** What the task asks **
Only these lines of the data below are wanted: the one with "region mismatch: wrote", the one with "pub type Result<T>", and any lines between them, each repeated exactly.

** Input data **
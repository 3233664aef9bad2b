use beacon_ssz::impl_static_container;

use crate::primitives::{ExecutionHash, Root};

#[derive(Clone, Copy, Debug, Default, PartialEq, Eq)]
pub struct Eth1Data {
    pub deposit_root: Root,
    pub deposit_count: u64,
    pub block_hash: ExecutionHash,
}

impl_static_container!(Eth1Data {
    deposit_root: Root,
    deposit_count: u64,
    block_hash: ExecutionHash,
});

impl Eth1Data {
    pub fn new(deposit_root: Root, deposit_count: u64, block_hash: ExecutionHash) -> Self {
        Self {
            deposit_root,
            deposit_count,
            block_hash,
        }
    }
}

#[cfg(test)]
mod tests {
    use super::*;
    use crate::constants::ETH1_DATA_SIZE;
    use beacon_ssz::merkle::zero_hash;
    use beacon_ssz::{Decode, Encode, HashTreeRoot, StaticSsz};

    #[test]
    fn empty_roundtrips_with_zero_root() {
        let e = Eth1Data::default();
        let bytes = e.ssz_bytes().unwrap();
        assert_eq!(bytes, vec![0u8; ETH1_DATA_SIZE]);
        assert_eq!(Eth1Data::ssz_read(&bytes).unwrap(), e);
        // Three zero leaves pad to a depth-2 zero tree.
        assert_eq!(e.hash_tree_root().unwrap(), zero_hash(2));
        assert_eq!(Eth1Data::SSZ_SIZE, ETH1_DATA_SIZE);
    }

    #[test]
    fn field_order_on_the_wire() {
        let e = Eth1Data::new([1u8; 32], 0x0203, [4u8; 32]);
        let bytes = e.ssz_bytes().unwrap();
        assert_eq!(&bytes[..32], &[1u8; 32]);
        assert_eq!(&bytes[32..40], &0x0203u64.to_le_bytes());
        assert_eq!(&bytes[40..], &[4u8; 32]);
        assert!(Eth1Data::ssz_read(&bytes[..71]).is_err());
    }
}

---

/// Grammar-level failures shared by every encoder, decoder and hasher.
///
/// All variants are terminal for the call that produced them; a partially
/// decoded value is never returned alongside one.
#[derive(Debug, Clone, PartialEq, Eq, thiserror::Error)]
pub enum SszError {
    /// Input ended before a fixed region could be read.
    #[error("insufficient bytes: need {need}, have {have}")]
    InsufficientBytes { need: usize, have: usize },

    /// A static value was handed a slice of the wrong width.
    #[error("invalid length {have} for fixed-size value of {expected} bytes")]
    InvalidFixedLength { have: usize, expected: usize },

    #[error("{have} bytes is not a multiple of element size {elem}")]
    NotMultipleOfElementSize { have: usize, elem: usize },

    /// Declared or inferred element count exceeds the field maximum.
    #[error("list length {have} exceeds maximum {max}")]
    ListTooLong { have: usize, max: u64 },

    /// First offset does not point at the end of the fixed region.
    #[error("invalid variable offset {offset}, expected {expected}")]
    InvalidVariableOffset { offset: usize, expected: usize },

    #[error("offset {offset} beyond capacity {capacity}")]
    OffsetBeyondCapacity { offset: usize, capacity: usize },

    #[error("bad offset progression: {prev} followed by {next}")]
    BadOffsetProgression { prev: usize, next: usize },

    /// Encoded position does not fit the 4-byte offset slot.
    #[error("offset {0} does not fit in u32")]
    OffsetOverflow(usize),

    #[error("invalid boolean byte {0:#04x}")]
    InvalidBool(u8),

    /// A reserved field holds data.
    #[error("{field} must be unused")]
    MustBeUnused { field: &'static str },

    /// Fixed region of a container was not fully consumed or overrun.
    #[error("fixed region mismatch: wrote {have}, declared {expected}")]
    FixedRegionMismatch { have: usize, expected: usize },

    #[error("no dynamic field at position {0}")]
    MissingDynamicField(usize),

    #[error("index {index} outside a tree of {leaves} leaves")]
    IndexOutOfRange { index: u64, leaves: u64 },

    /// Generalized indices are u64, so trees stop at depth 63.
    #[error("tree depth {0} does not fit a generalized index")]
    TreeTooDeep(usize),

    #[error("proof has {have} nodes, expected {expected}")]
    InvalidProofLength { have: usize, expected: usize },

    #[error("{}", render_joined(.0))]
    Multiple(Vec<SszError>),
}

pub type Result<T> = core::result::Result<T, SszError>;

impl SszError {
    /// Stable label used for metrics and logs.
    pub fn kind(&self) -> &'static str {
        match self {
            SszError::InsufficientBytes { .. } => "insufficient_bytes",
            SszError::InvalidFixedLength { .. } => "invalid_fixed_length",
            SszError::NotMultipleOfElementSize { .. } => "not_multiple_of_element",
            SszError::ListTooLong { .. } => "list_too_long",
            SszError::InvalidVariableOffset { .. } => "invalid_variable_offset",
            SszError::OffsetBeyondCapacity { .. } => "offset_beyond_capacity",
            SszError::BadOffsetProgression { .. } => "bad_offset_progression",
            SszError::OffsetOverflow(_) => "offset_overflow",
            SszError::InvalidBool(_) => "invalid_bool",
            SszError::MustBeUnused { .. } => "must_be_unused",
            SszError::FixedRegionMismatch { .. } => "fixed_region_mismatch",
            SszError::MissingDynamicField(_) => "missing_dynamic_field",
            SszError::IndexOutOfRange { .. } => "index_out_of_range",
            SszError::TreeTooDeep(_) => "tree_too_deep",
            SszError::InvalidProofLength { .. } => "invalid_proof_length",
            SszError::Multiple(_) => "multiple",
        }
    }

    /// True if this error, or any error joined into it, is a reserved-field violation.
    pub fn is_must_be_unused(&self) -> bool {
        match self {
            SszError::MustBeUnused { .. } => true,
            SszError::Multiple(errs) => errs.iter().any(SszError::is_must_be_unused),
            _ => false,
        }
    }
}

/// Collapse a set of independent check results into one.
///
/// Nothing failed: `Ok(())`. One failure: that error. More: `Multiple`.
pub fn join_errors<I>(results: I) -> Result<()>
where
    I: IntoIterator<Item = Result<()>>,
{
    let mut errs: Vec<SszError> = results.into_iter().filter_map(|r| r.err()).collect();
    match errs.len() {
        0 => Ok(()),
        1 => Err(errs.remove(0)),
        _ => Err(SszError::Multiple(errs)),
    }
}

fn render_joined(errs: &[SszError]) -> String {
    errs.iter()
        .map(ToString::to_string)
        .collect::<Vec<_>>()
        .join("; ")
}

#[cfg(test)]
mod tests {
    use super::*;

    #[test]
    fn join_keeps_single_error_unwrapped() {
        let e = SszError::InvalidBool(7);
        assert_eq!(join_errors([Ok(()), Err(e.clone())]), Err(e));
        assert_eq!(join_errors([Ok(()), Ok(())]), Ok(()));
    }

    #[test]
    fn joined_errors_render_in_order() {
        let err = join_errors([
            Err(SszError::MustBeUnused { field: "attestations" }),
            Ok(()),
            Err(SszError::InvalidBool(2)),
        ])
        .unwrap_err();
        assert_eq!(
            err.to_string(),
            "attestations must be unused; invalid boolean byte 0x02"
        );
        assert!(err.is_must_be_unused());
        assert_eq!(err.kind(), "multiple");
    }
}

** Result of the task **
    #[error("fixed region mismatch: wrote {have}, declared {expected}")]
    FixedRegionMismatch { have: usize, expected: usize },

    #[error("no dynamic field at position {0}")]
    MissingDynamicField(usize),

    #[error("index {index} outside a tree of {leaves} leaves")]
    IndexOutOfRange { index: u64, leaves: u64 },

    /// Generalized indices are u64, so trees stop at depth 63.
    #[error("tree depth {0} does not fit a generalized index")]
    TreeTooDeep(usize),

    #[error("proof has {have} nodes, expected {expected}")]
    InvalidProofLength { have: usize, expected: usize },

    #[error("{}", render_joined(.0))]
    Multiple(Vec<SszError>),
}

pub type Result<T> = core::result::Result<T, SszError>;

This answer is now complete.